In the last post, we touched upon the requirement for observability & understood the basic components that form the common terminologies of the observability stack. In this post, we will take a look at monitoring which is one of the areas of observability used for proactively observing your system. It is also used along with alerting to alert someone(usually an on-call engineer) if things don’t go as per the expectation.
Setting the stage
Let us consider our demo application that performs the functionality of booking. Its a simple application serving only one endpoint to reserve a booking. In order to do so it calls an external service to first generate a booking id. Then it persists the booking record in the database & returns a successful response to the client. For external service, I have used an API from https://httpbin.org. You can view the application code for the booking service here. It is a SpringBoot application using Postgres as the database.
Now with this service in place, how would you ensure that it is operating correctly in production? Think of things that can go wrong:
- Request itself can start failing due to failure in either external service or database
- A recent code change could introduce a memory leak eating away the memory
- As it is a Spring application, you will need to monitor the heap usage & other metrics around JVM
- CPU utilization & a bunch of other things
Having clear visibility around such metrics will help you in reacting in the right direction when things go wrong. A much better scenario would be where you are either alerted before the actual issue starts or some form of action is triggered to bring back the system in an ideal state such as auto-scaling. But a pre-requisite to having all this is a bird’s eye view of your application health.
Setting up monitoring
This is where monitoring comes into play. Most of the mainstream frameworks provide good support for setting up observability in your application. In the Spring framework ecosystem, this is done through actuator. Setting up monitoring consists of following key areas:
- Emitting metrics from the application
- Collecting metrics
- Visualizing the metrics in a clear format
So in our case actuator takes up the responsibility of emitting the metrics. We make use of Prometheus to collect/scrape these metrics & make use of Grafana to visualize these metrics.
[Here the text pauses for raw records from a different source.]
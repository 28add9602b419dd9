//! CLI entry point for Daybook.
//!
//! This binary provides the `daybook` command with subcommands for serving
//! an adapter over MCP, authorizing Google accounts, and checking
//! credential status.

mod adapters;
mod cli;
mod config;
mod helpers;

use anyhow::{Context, Result};
use clap::Parser;
use tracing::info;

use daybook_adapters::{GmailAdapter, GoogleCalendarAdapter};

use crate::cli::{AdapterKind, Cli, Commands, GoogleAdapterKind};
use crate::config::Config;
use crate::helpers::init_tracing;

// ---------------------------------------------------------------------------
// Main
// ---------------------------------------------------------------------------

#[tokio::main]
async fn main() -> Result<()> {
    // A missing .env is normal.
    let _ = dotenvy::dotenv();

    let cli = Cli::parse();

    match cli.command {
        Commands::Serve { adapter } => cmd_serve(&cli.config, adapter).await,
        Commands::Auth { adapter } => cmd_auth(&cli.config, adapter).await,
        Commands::Status => cmd_status(&cli.config),
    }
}

// ---------------------------------------------------------------------------
// Subcommand: serve
// ---------------------------------------------------------------------------

async fn cmd_serve(config_path: &std::path::Path, kind: AdapterKind) -> Result<()> {
    init_tracing("info");

    let config = Config::load(config_path)?;
    info!(adapter = kind.id(), config = %config_path.display(), "starting daybook");

    let adapter = adapters::build_adapter(kind, &config);
    daybook_mcp::serve_stdio(adapter)
        .await
        .with_context(|| format!("{} adapter session failed", kind.id()))?;

    info!(adapter = kind.id(), "daybook stopped");
    Ok(())
}

// ---------------------------------------------------------------------------
// Subcommand: auth
// ---------------------------------------------------------------------------

async fn cmd_auth(config_path: &std::path::Path, kind: GoogleAdapterKind) -> Result<()> {
    init_tracing("info");

    let config = Config::load(config_path)?;
    let consent = config.auth.consent_options();

    match kind {
        GoogleAdapterKind::Calendar => {
            let adapter = GoogleCalendarAdapter::new("calendar", config.calendar)
                .with_consent_options(consent);
            let credentials = adapter.credentials();
            let status = credentials
                .ensure_valid()
                .await
                .context("calendar authorization failed")?;
            println!("  calendar: {status} ({})", credentials.token_path().display());
        }
        GoogleAdapterKind::Gmail => {
            let adapter =
                GmailAdapter::new("gmail", config.gmail).with_consent_options(consent);
            for (account, credentials) in adapter.credentials() {
                let status = credentials
                    .ensure_valid()
                    .await
                    .with_context(|| format!("authorization of account `{account}` failed"))?;
                println!(
                    "  {account}: {status} ({})",
                    credentials.token_path().display()
                );
            }
        }
    }
    Ok(())
}

// ---------------------------------------------------------------------------
// Subcommand: status
// ---------------------------------------------------------------------------

fn cmd_status(config_path: &std::path::Path) -> Result<()> {
    init_tracing("warn");

    let config = Config::load(config_path)?;

    println!();
    println!("  Daybook Status");
    println!("  ==============");
    println!();
    println!("  Config: {}", helpers::file_state(config_path));

    for kind in adapters::ALL_ADAPTERS {
        println!();
        for line in adapters::credential_report(kind, &config) {
            println!("  {line}");
        }
    }
    println!();
    Ok(())
}
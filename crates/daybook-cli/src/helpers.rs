//! Shared helper functions used across CLI subcommands.

use tracing_subscriber::EnvFilter;

/// Initialize the tracing subscriber with the given default log level.
///
/// Output always goes to stderr: stdout carries MCP frames while serving.
pub fn init_tracing(default_level: &str) {
    let filter =
        EnvFilter::try_from_default_env().unwrap_or_else(|_| EnvFilter::new(default_level));

    tracing_subscriber::fmt()
        .with_env_filter(filter)
        .with_writer(std::io::stderr)
        .with_target(false)
        .compact()
        .init();
}

/// Render a file check as `OK (path)` or `MISSING (path)`.
pub fn file_state(path: &std::path::Path) -> String {
    let state = if path.exists() { "OK" } else { "MISSING" };
    format!("{state} ({})", path.display())
}
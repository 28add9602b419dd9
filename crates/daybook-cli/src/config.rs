//! `daybook.toml` loading.
//!
//! Every section and field has a default, so an absent file or an empty
//! one gives a working configuration that uses the conventional credential
//! file names in the current directory.

use std::path::Path;

use anyhow::{Context, Result};
use serde::Deserialize;

use daybook_adapters::{CalendarConfig, GmailConfig, LeagueConfig, OuraConfig};
use daybook_auth::ConsentOptions;

/// Top-level configuration.
#[derive(Debug, Clone, Default, Deserialize)]
#[serde(default)]
pub struct Config {
    pub auth: AuthSection,
    pub calendar: CalendarConfig,
    pub gmail: GmailConfig,
    pub league: LeagueConfig,
    pub oura: OuraConfig,
}

/// `[auth]`: how the interactive Google consent flow runs.
#[derive(Debug, Clone, Deserialize)]
#[serde(default)]
pub struct AuthSection {
    /// Loopback port for the OAuth redirect; `0` picks a free one.
    pub callback_port: u16,
    pub callback_timeout_secs: u64,
    pub open_browser: bool,
}

impl Default for AuthSection {
    fn default() -> Self {
        let consent = ConsentOptions::default();
        Self {
            callback_port: consent.callback_port,
            callback_timeout_secs: consent.timeout_secs,
            open_browser: consent.open_browser,
        }
    }
}

impl AuthSection {
    pub fn consent_options(&self) -> ConsentOptions {
        ConsentOptions {
            callback_port: self.callback_port,
            timeout_secs: self.callback_timeout_secs,
            open_browser: self.open_browser,
            url_sink: None,
        }
    }
}

impl Config {
    /// Load the configuration at `path`, falling back to defaults when the
    /// file does not exist.
    pub fn load(path: &Path) -> Result<Self> {
        if !path.exists() {
            tracing::debug!(path = %path.display(), "no config file, using defaults");
            return Ok(Self::default());
        }
        let content = std::fs::read_to_string(path)
            .with_context(|| format!("failed to read config file {}", path.display()))?;
        let config = toml::from_str(&content)
            .with_context(|| format!("failed to parse config file {}", path.display()))?;
        tracing::debug!(path = %path.display(), "configuration loaded");
        Ok(config)
    }
}
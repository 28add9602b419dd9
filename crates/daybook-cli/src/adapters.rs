//! Adapter construction and credential inspection.
//!
//! `serve`, `auth` and `status` all build adapters from the same
//! configuration; this module is the single place that maps an
//! [`AdapterKind`] onto a configured adapter.

use daybook_adapters::{
    Adapter, DemoAdapter, GmailAdapter, GoogleCalendarAdapter, LeagueAdapter, OuraAdapter,
};

use crate::cli::AdapterKind;
use crate::config::Config;
use crate::helpers::file_state;

/// Every adapter, in the order `status` reports them.
pub const ALL_ADAPTERS: [AdapterKind; 5] = [
    AdapterKind::Calendar,
    AdapterKind::Gmail,
    AdapterKind::League,
    AdapterKind::Oura,
    AdapterKind::Demo,
];

impl AdapterKind {
    /// The adapter id used in logs.
    pub fn id(self) -> &'static str {
        match self {
            Self::Calendar => "calendar",
            Self::Gmail => "gmail",
            Self::League => "league",
            Self::Oura => "oura",
            Self::Demo => "demo",
        }
    }
}

/// Build the configured adapter for `kind`.  The adapter is not connected.
pub fn build_adapter(kind: AdapterKind, config: &Config) -> Box<dyn Adapter> {
    let consent = config.auth.consent_options();
    match kind {
        AdapterKind::Calendar => Box::new(
            GoogleCalendarAdapter::new(kind.id(), config.calendar.clone())
                .with_consent_options(consent),
        ),
        AdapterKind::Gmail => Box::new(
            GmailAdapter::new(kind.id(), config.gmail.clone()).with_consent_options(consent),
        ),
        AdapterKind::League => Box::new(LeagueAdapter::new(kind.id(), config.league.clone())),
        AdapterKind::Oura => Box::new(OuraAdapter::new(kind.id(), config.oura.clone())),
        AdapterKind::Demo => Box::new(DemoAdapter::new(kind.id())),
    }
}

/// Human-readable credential report for one adapter: the server name
/// followed by indented detail lines.
pub fn credential_report(kind: AdapterKind, config: &Config) -> Vec<String> {
    let adapter = build_adapter(kind, config);
    let mut lines = vec![format!("{} ({})", adapter.server_name(), kind.id())];

    match kind {
        AdapterKind::Calendar => {
            lines.push(format!(
                "  client secrets: {}",
                file_state(&config.calendar.client_secrets)
            ));
            lines.push(format!(
                "  token file:     {}",
                file_state(&config.calendar.token_file)
            ));
        }
        AdapterKind::Gmail => {
            lines.push(format!(
                "  client secrets: {}",
                file_state(&config.gmail.client_secrets)
            ));
            for account in &config.gmail.accounts {
                lines.push(format!(
                    "  token file:     {}",
                    file_state(&config.gmail.token_path(account))
                ));
            }
        }
        AdapterKind::Oura => {
            lines.push(format!(
                "  token file:     {}",
                file_state(&config.oura.token_file)
            ));
        }
        AdapterKind::League | AdapterKind::Demo => {}
    }

    match adapter.required_auth() {
        Some(auth) => lines.push(format!(
            "  auth:           {} [{}]",
            auth.provider,
            auth.scopes.join(", ")
        )),
        None => lines.push("  auth:           none".to_string()),
    }
    lines
}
Our booking service exposes these metrics through actuator endpoints while Prometheus is configured to scrape these metrics & store it in a time-series database(TSDB). Grafana uses Prometheus as a datasource & now you can use it for building dashboards for monitoring. You can also perform ad-hoc queries using PromQL to perform exploratory analysis. Grafana also provides template dashboards that you can use for your application in the beginning & then modify it as per your requirements. Here is an example of dashboard built using the Grafana’s SpringBoot template.
You can view the code for integrating booking service with Prometheus & Grafana here
Digging deeper
Now that you have application level monitoring in place, do you think you have all the information you need? Let us think about a scenario where your service endpoint is used by an upstream service & that service starts seeing increased latencies for certain set of requests. Can you use the existing infrastructure to troubleshoot this?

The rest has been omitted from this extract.